| Task description |
Identify all lines in the listing that include the word "NonNull", and copy them out.

| Records to process |
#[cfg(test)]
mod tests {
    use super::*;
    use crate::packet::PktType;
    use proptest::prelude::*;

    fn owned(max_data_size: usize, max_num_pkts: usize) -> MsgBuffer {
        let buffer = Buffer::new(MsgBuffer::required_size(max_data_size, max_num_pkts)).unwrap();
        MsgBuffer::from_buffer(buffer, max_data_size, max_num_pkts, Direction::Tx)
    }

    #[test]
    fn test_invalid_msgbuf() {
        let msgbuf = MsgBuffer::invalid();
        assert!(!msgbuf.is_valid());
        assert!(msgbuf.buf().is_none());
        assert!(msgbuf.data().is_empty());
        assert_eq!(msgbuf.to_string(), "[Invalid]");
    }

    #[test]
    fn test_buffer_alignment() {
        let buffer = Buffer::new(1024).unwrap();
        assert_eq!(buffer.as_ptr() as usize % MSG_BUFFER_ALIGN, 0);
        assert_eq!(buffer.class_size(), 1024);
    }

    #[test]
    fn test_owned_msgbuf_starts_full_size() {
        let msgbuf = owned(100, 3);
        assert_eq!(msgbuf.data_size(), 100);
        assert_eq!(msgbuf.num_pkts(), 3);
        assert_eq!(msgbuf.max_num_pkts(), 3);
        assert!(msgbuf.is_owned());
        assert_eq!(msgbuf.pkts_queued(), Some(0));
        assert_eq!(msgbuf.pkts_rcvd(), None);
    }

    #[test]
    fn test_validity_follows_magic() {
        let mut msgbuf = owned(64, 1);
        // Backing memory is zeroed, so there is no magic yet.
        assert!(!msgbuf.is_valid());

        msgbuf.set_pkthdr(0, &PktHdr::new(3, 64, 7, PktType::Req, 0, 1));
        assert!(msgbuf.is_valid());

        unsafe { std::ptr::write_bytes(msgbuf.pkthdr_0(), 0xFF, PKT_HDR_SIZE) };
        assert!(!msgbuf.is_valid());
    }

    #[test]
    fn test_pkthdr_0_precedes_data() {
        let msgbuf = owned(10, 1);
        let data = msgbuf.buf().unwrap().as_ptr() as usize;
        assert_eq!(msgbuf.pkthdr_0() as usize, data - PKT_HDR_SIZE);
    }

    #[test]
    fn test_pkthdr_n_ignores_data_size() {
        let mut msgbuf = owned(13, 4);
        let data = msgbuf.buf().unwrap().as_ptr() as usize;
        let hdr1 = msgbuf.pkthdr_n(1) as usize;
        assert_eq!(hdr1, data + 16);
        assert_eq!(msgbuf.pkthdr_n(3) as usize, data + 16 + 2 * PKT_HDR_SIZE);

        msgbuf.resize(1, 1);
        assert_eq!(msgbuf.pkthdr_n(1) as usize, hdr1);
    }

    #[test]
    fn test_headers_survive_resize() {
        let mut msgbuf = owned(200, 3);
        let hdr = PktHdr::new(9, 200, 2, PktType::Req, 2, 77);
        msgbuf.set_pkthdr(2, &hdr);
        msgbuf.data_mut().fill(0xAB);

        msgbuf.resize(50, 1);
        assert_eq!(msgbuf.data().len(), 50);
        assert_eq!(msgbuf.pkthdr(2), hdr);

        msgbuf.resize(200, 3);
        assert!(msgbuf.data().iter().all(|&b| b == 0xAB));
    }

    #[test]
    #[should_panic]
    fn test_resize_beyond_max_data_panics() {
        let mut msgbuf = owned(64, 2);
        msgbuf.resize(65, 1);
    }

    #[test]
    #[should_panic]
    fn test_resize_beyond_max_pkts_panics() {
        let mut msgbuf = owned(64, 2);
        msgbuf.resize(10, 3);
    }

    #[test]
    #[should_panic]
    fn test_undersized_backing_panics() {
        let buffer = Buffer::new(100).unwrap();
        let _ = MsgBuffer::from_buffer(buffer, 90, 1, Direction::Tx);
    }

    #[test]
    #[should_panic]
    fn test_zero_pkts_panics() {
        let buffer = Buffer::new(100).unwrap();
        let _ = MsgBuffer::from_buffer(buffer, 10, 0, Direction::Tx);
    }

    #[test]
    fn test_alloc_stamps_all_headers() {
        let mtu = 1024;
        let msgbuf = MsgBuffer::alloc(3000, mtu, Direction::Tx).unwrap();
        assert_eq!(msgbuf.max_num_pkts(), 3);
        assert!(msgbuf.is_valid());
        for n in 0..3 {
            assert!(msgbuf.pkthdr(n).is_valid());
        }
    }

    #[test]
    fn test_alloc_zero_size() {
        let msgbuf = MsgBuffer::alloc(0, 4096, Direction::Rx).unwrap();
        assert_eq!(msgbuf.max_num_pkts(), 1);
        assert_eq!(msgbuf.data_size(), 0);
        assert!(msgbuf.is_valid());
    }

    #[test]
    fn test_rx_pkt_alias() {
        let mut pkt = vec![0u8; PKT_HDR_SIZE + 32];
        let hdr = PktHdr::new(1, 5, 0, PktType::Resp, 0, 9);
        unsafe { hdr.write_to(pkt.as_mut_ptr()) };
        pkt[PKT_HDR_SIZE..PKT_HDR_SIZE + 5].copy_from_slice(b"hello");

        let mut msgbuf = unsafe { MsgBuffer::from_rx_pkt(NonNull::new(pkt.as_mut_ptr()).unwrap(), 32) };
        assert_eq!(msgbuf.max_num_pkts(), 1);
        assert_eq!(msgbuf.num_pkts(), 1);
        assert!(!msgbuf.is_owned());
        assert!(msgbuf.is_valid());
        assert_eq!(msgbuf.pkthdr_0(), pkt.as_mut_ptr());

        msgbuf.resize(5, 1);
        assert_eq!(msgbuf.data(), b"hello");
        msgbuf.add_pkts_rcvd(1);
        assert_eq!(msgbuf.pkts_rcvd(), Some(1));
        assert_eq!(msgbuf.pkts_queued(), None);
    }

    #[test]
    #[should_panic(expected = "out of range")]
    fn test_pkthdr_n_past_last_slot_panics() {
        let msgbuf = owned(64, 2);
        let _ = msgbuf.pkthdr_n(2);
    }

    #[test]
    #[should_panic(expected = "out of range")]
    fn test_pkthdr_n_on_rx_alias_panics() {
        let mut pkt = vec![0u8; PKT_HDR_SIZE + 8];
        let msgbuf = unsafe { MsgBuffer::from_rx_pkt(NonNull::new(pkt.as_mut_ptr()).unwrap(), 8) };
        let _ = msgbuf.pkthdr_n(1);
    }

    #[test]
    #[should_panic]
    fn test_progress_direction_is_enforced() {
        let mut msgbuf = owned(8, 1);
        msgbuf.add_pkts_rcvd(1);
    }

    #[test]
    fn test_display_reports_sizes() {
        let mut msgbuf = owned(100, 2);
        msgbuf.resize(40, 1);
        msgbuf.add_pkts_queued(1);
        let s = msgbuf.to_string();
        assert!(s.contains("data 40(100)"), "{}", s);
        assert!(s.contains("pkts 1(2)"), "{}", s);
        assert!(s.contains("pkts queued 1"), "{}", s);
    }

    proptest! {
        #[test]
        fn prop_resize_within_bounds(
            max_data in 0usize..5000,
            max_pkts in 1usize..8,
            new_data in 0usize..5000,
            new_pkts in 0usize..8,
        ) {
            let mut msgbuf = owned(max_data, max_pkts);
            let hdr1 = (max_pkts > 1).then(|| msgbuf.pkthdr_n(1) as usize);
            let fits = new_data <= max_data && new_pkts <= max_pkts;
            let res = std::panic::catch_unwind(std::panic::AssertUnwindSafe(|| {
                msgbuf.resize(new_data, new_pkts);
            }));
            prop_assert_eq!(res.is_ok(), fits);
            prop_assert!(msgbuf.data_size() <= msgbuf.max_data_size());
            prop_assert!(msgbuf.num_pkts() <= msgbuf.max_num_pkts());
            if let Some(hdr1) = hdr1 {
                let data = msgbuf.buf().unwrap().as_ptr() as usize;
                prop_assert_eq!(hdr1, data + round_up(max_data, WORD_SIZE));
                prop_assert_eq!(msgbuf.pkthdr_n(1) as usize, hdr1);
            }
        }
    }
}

| Reply to the task |
        let mut msgbuf = unsafe { MsgBuffer::from_rx_pkt(NonNull::new(pkt.as_mut_ptr()).unwrap(), 32) };
        let msgbuf = unsafe { MsgBuffer::from_rx_pkt(NonNull::new(pkt.as_mut_ptr()).unwrap(), 8) };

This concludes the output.